Energiesteuer auf Benzin und Diesel

Die Bezahlbarkeit des Energieträgers Öl ermöglicht dem Staat die hohe Besteuerung von Kraftstoffen. Rund 40 Milliarden Euro bringt die Energiesteuer (frühere Mineralölsteuer) auf Benzin, Diesel und Heizöl jährlich für den Fiskus. Die Einnahmen tragen mehr als 15 Prozent zu den Gesamteinnahmen des allgemeinen Bundeshaushaltes bei. Mit Einbeziehung der Mehrwertsteuer sind es sogar 59 Milliarden Euro.

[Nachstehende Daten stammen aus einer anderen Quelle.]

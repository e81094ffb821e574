use std::rc::Rc;
use gloo_timers::callback::Timeout;
use time::{OffsetDateTime, UtcOffset};
use web_sys::HtmlInputElement;
use yew::prelude::*;
use shared::{
    DateKey, Direction, SubmissionOutcome, SubmissionPhase, SubmissionPipeline, VoteForm,
};
use crate::{
    calendar_view::CalendarView,
    config::CONFIG,
    selected_dates::SelectedDates,
    status_message::StatusMessage,
    styles::*,
    transport::build_pipeline,
};

pub enum Msg {
    Toggle(DateKey),
    Remove(DateKey),
    Navigate(Direction),
    UpdateDateInput(String),
    AddFromInput,
    UpdateName(String),
    UpdateEmail(String),
    Submit,
    Phase(SubmissionPhase),
    SubmitResult(SubmissionOutcome),
    ExpireMessage(u64),
    Reset,
}

pub struct DateVote {
    form: VoteForm,
    pipeline: Rc<SubmissionPipeline>,
    date_input: String,
}

impl Component for DateVote {
    type Message = Msg;
    type Properties = ();

    fn create(_ctx: &Context<Self>) -> Self {
        let offset = UtcOffset::from_hms(CONFIG.utc_offset_hours, 0, 0).unwrap_or(UtcOffset::UTC);
        Self {
            form: VoteForm::new(DateKey::today(offset), offset, CONFIG.validation_policy()),
            pipeline: Rc::new(build_pipeline(&CONFIG)),
            date_input: String::new(),
        }
    }

    fn update(&mut self, ctx: &Context<Self>, msg: Self::Message) -> bool {
        match msg {
            Msg::Toggle(date) => {
                if let Err(e) = self.form.toggle_date(date) {
                    tracing::debug!("date not toggled: {}", e);
                }
                true
            }
            Msg::Remove(date) => {
                self.form.remove_date(date);
                true
            }
            Msg::Navigate(direction) => {
                self.form.navigate(direction);
                true
            }
            Msg::UpdateDateInput(value) => {
                self.date_input = value;
                false
            }
            Msg::AddFromInput => {
                match self.form.add_date_text(&self.date_input) {
                    Ok(change) if change.is_change() => self.date_input.clear(),
                    Ok(_) => {}
                    Err(e) => tracing::debug!("date not added: {}", e),
                }
                true
            }
            Msg::UpdateName(value) => {
                self.form.set_voter_name(value);
                true
            }
            Msg::UpdateEmail(value) => {
                self.form.set_email_address(value);
                true
            }
            Msg::Submit => {
                let batch = match self.form.begin_submission(OffsetDateTime::now_utc()) {
                    Ok(batch) => batch,
                    Err(e) => {
                        tracing::debug!("submission not started: {}", e);
                        return true;
                    }
                };

                let pipeline = self.pipeline.clone();
                let link = ctx.link().clone();
                ctx.link().send_future(async move {
                    let outcome = pipeline
                        .submit(&batch, |phase| link.send_message(Msg::Phase(phase)))
                        .await;
                    Msg::SubmitResult(outcome)
                });
                true
            }
            Msg::Phase(phase) => {
                self.form.record_phase(phase);
                true
            }
            Msg::SubmitResult(outcome) => {
                let generation = self.form.finish_submission(&outcome);
                if let (true, Some(ttl)) = (outcome.is_success(), CONFIG.success_message_ttl) {
                    let link = ctx.link().clone();
                    let millis = u32::try_from(ttl.as_millis()).unwrap_or(u32::MAX);
                    Timeout::new(millis, move || link.send_message(Msg::ExpireMessage(generation))).forget();
                }
                true
            }
            Msg::ExpireMessage(generation) => self.form.clear_message_if_current(generation),
            Msg::Reset => {
                self.form.reset();
                self.date_input.clear();
                true
            }
        }
    }

    fn view(&self, ctx: &Context<Self>) -> Html {
        html! {
            <div class={BG_PAGE}>
                <div class={CARD}>
                    <h1 class={HEADING_LG}>{"Pick Your Dates"}</h1>
                    <div class={SPACE_Y_LG}>
                        <CalendarView
                            grid={self.form.grid().clone()}
                            on_toggle={ctx.link().callback(Msg::Toggle)}
                            on_navigate={ctx.link().callback(Msg::Navigate)}
                            disabled={self.form.is_submitting()}
                        />
                        {self.render_date_input(ctx)}
                        <div class={SPACE_Y_BASE}>
                            <label class={TEXT_LABEL}>
                                {format!("Selected dates ({})", self.form.dates().size())}
                            </label>
                            <SelectedDates
                                dates={self.form.sorted_dates()}
                                on_remove={ctx.link().callback(Msg::Remove)}
                                disabled={self.form.is_submitting()}
                            />
                        </div>
                        {self.render_inputs(ctx)}
                    </div>
                    {self.render_controls(ctx)}
                    <StatusMessage message={self.form.message().clone()} />
                </div>
            </div>
        }
    }
}

impl DateVote {
    fn render_date_input(&self, ctx: &Context<Self>) -> Html {
        let busy = self.form.is_submitting();
        let oninput = ctx.link().callback(|e: InputEvent| {
            let input: HtmlInputElement = e.target_unchecked_into();
            Msg::UpdateDateInput(input.value())
        });
        let onkeypress = ctx.link().batch_callback(|e: KeyboardEvent| {
            if e.key() == "Enter" {
                e.prevent_default();
                vec![Msg::AddFromInput]
            } else {
                vec![]
            }
        });

        html! {
            <div class="flex gap-2 items-end">
                <div class={INPUT_GROUP}>
                    <label class={TEXT_LABEL}>{"Add a date"}</label>
                    <input type="date" class={INPUT_BASE}
                        min={self.form.today().to_string()}
                        value={self.date_input.clone()}
                        disabled={busy}
                        {oninput} {onkeypress} />
                </div>
                <button type="button" class={button_primary(false)}
                    disabled={busy}
                    onclick={ctx.link().callback(|_| Msg::AddFromInput)}>
                    {"Add"}
                </button>
            </div>
        }
    }

    fn render_inputs(&self, ctx: &Context<Self>) -> Html {
        let busy = self.form.is_submitting();
        let on_name = ctx.link().callback(|e: InputEvent| {
            let input: HtmlInputElement = e.target_unchecked_into();
            Msg::UpdateName(input.value())
        });
        let on_email = ctx.link().callback(|e: InputEvent| {
            let input: HtmlInputElement = e.target_unchecked_into();
            Msg::UpdateEmail(input.value())
        });

        html! {
            <>
                <div class={SPACE_Y_BASE}>
                    <label class={TEXT_LABEL}>{"Your name"}</label>
                    <input type="text" class={INPUT_BASE} placeholder="Enter your name"
                        value={self.form.voter_name().to_string()} disabled={busy} oninput={on_name} />
                </div>
                <div class={SPACE_Y_BASE}>
                    <label class={TEXT_LABEL}>{"Email (optional)"}</label>
                    <input type="email" class={INPUT_BASE} placeholder="you@example.com"
                        value={self.form.email_address().to_string()} disabled={busy} oninput={on_email} />
                </div>
            </>
        }
    }

    fn render_controls(&self, ctx: &Context<Self>) -> Html {
        let label = match self.form.phase() {
            SubmissionPhase::SubmittingFallback => "Retrying...",
            phase if phase.in_flight() => "Submitting...",
            _ => "Submit",
        };

        html! {
            <div class="flex gap-4">
                <button type="button" class={button_primary(true)}
                    disabled={!self.form.submit_enabled()}
                    onclick={ctx.link().callback(|_| Msg::Submit)}>
                    {label}
                </button>
                <button type="button" class={combine_classes(BUTTON_BASE, &combine_classes(BUTTON_SECONDARY, "mt-8"))}
                    disabled={self.form.is_submitting()}
                    onclick={ctx.link().callback(|_| Msg::Reset)}>
                    {"Clear"}
                </button>
            </div>
        }
    }
}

Seit Gründung der Bundesrepublik ist die Mineralölsteuer – seit 2006 heißt sie Energiesteuer – auf Kraftstoffe deutlich gestiegen, von einst jeweils rund 2 Cent je Liter auf gut 65 Cent für Benzin und 47 Cent für Diesel. Die Steuersätze zählen zu den höchsten in der EU. 

Die Energiesteuer ist eine wichtige Einnahmequelle für den deutschen Staat

Ohne Besteuerung von E-Autos keine stabilen Staatseinnahmen

Mineralölsteuer und Mehrwertsteuer auf Benzin und Diesel allein für Pkw machten 2010 deutlich mehr als 30 Milliarden Euro des Bundeshaushalts aus. Wird die Steuer nicht auf die Elektromobilität übertragen, sinken diese Einnahmen bis zum Jahr 2040 um mehr als die Hälfte auf rund 15 Milliarden Euro. Das geht aus einem Pkw-Szenario des Instituts für Fahrzeugkonzepte am Deutschen Zentrum für Luft- und Raumfahrt e. V. (DLR) hervor. Grund ist der erwartete zunehmende Mix aus Autos mit Verbrennungs- und Elektromotor (Hybrid-Pkw). Denn ohne die hohen Einnahmen aus der Kraftstoffbesteuerung drohen dem Staat massive Einnahmeverluste.